--- START ---

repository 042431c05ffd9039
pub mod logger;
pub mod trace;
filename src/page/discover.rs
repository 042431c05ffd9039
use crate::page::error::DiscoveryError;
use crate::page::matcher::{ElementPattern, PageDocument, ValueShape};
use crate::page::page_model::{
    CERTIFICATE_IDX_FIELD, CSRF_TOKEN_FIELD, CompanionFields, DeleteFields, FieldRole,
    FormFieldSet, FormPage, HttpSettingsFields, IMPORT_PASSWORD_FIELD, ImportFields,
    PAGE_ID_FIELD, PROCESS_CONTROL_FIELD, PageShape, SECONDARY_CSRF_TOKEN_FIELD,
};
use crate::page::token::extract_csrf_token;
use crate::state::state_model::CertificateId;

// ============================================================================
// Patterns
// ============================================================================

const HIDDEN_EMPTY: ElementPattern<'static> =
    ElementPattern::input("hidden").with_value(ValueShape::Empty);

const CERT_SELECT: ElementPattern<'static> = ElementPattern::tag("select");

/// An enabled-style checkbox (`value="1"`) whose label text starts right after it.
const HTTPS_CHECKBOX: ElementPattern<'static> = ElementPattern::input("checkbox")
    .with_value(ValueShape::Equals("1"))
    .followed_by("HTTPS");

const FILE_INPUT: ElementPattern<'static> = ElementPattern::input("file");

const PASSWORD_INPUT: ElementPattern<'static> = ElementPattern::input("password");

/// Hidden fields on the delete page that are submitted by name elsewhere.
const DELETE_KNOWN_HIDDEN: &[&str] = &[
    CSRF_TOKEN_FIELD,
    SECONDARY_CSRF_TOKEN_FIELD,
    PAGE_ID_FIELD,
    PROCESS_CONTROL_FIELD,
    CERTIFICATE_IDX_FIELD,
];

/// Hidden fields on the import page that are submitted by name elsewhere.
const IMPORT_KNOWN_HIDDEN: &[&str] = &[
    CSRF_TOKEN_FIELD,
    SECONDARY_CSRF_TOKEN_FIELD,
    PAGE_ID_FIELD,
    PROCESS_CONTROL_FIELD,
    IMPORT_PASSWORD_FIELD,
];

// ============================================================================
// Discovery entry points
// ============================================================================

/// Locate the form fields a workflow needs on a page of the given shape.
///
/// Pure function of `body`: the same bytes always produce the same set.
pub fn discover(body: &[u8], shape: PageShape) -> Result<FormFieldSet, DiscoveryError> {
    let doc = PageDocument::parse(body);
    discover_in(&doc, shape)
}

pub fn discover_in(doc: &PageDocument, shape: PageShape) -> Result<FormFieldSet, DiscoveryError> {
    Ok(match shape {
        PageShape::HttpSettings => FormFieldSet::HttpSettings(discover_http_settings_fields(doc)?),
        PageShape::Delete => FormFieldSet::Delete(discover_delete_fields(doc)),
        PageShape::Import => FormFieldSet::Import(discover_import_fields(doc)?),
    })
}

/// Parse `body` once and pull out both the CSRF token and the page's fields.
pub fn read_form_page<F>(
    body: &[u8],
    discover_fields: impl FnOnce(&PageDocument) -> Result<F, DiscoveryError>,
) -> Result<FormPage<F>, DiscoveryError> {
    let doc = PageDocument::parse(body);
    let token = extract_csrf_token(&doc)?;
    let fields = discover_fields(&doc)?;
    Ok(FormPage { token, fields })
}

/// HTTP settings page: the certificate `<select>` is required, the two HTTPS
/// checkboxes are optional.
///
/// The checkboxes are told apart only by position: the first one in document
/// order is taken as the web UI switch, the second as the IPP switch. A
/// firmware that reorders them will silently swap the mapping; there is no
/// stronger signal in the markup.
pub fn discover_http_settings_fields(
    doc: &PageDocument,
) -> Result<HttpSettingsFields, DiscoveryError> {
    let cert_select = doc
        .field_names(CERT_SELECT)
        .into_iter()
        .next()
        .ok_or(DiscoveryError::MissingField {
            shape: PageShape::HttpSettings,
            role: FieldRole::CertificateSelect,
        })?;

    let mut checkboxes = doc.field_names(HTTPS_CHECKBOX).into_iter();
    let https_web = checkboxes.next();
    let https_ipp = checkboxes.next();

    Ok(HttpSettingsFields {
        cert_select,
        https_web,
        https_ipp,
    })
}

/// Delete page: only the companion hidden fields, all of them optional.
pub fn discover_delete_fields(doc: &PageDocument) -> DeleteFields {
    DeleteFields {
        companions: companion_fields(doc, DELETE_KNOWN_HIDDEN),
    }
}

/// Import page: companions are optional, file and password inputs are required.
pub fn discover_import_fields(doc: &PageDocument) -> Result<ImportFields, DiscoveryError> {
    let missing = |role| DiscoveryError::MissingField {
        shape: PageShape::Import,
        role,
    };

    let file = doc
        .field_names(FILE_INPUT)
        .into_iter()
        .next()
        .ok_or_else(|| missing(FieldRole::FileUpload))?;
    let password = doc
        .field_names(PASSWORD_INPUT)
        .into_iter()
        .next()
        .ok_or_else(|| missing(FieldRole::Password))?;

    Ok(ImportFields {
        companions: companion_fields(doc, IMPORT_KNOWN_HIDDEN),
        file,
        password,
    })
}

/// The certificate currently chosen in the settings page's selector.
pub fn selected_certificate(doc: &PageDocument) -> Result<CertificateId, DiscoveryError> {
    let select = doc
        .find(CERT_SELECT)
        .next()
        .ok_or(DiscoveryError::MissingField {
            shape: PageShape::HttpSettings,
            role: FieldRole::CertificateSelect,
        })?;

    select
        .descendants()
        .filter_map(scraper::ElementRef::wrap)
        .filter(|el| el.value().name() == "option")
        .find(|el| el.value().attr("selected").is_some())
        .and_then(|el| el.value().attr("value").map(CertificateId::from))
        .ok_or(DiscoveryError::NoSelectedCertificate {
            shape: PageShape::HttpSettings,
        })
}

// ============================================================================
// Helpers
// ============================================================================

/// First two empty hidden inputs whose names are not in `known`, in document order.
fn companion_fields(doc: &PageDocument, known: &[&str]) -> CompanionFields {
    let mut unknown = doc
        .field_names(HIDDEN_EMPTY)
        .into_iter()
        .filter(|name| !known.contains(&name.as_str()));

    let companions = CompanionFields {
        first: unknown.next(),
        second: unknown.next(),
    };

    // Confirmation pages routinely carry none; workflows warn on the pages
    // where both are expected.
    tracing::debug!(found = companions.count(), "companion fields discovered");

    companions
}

--- END ---
--- START ---

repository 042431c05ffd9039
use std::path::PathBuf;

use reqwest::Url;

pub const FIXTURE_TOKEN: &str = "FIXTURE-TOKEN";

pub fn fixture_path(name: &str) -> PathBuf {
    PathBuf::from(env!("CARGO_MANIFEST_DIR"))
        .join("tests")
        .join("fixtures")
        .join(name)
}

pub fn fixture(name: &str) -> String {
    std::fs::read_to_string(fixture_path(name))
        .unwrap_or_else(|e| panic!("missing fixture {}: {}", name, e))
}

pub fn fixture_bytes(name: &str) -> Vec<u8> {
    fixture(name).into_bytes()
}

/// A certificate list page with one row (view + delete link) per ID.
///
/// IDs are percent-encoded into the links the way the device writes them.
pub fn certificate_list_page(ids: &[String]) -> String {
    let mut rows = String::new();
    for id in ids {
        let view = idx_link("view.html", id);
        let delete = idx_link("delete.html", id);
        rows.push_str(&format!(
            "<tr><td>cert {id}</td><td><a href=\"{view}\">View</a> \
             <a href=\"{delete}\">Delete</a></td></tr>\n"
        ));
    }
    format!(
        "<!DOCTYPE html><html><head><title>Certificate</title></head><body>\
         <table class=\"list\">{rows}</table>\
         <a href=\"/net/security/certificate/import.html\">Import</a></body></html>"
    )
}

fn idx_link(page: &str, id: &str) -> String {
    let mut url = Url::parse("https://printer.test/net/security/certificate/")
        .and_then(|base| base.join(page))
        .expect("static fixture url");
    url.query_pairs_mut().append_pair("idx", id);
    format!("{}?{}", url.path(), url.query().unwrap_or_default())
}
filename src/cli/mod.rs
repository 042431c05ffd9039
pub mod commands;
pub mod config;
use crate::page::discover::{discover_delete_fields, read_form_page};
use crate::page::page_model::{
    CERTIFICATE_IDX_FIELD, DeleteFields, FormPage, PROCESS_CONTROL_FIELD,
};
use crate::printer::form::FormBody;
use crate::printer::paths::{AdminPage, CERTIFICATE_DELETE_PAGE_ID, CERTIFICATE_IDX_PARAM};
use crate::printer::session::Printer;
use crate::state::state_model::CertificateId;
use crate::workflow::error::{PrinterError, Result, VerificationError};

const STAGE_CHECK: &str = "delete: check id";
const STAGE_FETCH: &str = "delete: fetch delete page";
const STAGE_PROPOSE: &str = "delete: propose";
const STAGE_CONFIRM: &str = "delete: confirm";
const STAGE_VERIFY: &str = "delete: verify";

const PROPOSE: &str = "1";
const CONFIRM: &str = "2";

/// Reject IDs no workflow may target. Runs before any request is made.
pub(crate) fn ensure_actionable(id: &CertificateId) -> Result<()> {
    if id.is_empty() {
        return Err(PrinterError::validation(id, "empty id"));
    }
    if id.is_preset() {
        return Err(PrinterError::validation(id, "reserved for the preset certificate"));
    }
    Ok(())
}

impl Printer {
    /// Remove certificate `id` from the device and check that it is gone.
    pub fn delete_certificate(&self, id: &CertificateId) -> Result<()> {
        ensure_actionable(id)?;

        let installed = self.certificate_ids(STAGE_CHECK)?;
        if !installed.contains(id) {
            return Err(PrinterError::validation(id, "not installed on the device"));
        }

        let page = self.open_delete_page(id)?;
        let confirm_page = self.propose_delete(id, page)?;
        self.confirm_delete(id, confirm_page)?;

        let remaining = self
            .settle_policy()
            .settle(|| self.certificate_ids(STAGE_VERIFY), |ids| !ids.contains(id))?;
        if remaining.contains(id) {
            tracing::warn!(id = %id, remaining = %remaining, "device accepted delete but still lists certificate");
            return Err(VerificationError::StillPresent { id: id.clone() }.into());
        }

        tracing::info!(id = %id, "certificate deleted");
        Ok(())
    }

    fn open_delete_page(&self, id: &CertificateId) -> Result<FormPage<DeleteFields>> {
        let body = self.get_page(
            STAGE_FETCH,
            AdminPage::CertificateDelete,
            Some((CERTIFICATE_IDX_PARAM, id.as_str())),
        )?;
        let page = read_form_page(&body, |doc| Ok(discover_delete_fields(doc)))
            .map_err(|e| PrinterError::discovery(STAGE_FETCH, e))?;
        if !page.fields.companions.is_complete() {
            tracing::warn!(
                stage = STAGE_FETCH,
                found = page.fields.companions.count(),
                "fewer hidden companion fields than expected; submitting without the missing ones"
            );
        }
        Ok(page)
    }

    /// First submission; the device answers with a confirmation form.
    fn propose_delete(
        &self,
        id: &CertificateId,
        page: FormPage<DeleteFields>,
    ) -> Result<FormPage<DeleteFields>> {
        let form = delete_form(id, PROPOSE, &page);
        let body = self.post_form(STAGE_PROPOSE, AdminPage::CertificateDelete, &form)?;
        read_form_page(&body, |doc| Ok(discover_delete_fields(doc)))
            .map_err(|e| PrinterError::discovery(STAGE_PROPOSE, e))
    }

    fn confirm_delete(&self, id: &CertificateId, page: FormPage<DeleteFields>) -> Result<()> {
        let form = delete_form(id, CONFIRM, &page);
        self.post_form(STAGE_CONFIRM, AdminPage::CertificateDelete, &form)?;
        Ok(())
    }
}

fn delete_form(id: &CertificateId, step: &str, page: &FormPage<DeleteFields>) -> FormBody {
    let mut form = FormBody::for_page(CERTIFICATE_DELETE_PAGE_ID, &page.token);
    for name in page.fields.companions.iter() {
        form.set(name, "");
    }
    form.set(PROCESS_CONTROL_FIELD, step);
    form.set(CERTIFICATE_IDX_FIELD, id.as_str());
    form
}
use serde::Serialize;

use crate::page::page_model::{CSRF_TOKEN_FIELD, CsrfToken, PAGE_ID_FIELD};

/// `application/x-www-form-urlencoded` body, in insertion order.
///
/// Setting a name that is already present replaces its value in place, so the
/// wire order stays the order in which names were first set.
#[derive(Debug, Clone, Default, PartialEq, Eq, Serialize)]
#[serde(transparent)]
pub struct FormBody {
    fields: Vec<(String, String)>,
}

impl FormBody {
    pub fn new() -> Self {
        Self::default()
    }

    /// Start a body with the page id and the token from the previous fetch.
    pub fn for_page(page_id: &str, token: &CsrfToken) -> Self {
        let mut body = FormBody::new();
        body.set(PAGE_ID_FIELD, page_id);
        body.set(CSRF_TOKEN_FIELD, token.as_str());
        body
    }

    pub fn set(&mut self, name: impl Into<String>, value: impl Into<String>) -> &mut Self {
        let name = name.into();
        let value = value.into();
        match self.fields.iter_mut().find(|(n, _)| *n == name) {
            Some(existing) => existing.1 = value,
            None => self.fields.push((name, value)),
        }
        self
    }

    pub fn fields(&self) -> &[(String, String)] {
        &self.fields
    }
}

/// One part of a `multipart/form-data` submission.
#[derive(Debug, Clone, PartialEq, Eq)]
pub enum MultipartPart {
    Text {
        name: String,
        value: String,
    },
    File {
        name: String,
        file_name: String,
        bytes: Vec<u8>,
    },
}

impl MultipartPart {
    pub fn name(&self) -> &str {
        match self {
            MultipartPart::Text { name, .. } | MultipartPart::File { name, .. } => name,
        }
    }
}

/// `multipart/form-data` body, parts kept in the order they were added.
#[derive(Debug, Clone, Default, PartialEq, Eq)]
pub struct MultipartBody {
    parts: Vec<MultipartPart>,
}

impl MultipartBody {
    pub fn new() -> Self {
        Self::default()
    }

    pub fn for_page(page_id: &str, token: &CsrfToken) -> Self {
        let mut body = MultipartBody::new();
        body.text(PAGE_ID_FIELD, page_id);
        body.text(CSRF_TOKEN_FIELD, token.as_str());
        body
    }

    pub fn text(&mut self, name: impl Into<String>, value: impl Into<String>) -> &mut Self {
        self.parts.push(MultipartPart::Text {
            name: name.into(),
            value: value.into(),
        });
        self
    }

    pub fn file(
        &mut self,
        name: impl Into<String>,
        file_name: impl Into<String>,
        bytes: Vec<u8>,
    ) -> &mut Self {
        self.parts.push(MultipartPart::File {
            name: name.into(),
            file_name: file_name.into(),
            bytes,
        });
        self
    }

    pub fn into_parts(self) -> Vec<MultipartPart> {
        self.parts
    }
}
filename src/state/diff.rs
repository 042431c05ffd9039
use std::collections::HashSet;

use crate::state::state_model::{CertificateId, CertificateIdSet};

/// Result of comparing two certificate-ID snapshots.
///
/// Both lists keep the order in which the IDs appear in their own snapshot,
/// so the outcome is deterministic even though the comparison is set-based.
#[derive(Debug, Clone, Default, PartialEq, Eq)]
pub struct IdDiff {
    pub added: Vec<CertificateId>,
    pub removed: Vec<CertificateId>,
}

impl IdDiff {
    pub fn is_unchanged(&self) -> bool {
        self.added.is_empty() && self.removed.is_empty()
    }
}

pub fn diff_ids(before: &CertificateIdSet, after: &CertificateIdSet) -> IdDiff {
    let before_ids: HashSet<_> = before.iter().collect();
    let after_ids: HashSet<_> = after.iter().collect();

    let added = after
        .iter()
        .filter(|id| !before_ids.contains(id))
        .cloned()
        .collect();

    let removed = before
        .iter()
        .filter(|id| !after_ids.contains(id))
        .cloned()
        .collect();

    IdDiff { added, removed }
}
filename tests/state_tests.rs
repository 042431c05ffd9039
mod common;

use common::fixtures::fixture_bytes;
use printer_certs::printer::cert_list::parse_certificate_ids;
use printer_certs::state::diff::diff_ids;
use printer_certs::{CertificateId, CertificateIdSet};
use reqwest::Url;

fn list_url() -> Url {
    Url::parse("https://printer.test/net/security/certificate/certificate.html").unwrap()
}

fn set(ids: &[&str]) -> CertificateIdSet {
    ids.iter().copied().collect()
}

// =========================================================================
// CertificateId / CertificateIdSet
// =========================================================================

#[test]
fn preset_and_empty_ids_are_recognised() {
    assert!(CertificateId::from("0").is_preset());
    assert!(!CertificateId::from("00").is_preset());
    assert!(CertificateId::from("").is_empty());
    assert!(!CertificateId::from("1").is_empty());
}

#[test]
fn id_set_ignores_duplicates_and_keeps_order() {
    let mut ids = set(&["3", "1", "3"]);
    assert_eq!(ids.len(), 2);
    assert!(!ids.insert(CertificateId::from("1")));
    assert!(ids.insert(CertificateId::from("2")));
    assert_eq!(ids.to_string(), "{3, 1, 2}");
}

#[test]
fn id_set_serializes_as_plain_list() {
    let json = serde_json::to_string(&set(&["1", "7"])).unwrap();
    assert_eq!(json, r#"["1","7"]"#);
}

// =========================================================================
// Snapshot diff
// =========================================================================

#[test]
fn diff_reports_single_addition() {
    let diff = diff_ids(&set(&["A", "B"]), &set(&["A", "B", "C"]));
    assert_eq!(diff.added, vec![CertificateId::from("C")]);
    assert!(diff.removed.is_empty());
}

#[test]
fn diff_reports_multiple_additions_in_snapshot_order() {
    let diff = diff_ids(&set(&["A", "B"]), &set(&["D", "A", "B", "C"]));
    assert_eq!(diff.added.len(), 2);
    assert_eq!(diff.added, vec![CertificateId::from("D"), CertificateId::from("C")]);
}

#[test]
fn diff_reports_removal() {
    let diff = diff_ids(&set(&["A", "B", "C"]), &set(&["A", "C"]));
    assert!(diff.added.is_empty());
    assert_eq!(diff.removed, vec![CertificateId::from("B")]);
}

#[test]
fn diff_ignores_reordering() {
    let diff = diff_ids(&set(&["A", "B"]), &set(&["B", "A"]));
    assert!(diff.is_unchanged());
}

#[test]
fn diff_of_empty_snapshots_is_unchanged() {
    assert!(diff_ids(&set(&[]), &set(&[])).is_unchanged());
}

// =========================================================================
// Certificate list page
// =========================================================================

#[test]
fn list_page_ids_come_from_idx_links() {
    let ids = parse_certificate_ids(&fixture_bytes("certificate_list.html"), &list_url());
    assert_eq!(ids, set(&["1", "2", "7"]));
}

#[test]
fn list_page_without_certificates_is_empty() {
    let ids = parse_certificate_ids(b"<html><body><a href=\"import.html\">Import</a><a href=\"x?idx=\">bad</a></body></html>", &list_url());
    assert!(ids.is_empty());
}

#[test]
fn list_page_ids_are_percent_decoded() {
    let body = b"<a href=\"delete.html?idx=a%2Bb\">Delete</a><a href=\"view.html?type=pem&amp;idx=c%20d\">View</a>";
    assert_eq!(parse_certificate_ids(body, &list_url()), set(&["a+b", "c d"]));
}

--- END ---
--- START ---

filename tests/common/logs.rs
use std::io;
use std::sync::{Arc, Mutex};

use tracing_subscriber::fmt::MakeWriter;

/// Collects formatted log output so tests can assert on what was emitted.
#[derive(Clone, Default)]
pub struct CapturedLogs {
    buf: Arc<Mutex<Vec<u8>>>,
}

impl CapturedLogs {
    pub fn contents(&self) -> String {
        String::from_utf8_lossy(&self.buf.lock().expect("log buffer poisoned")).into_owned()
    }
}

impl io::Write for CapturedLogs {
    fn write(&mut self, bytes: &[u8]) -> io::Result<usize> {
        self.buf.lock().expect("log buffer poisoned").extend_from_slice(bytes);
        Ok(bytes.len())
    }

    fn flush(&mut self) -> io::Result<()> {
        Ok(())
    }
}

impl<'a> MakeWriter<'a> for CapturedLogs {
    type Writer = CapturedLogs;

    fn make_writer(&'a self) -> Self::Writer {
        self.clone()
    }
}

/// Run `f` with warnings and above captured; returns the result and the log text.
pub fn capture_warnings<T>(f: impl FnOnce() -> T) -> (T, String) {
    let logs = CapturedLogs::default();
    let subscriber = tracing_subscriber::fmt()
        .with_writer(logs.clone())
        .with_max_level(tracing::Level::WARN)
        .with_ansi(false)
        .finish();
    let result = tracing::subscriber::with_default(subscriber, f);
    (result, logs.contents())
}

--- END ---

Problem to work on: Pull every line with the string "CompanionFields" from the data above.

Reply:
    CERTIFICATE_IDX_FIELD, CSRF_TOKEN_FIELD, CompanionFields, DeleteFields, FieldRole,
fn companion_fields(doc: &PageDocument, known: &[&str]) -> CompanionFields {
    let companions = CompanionFields {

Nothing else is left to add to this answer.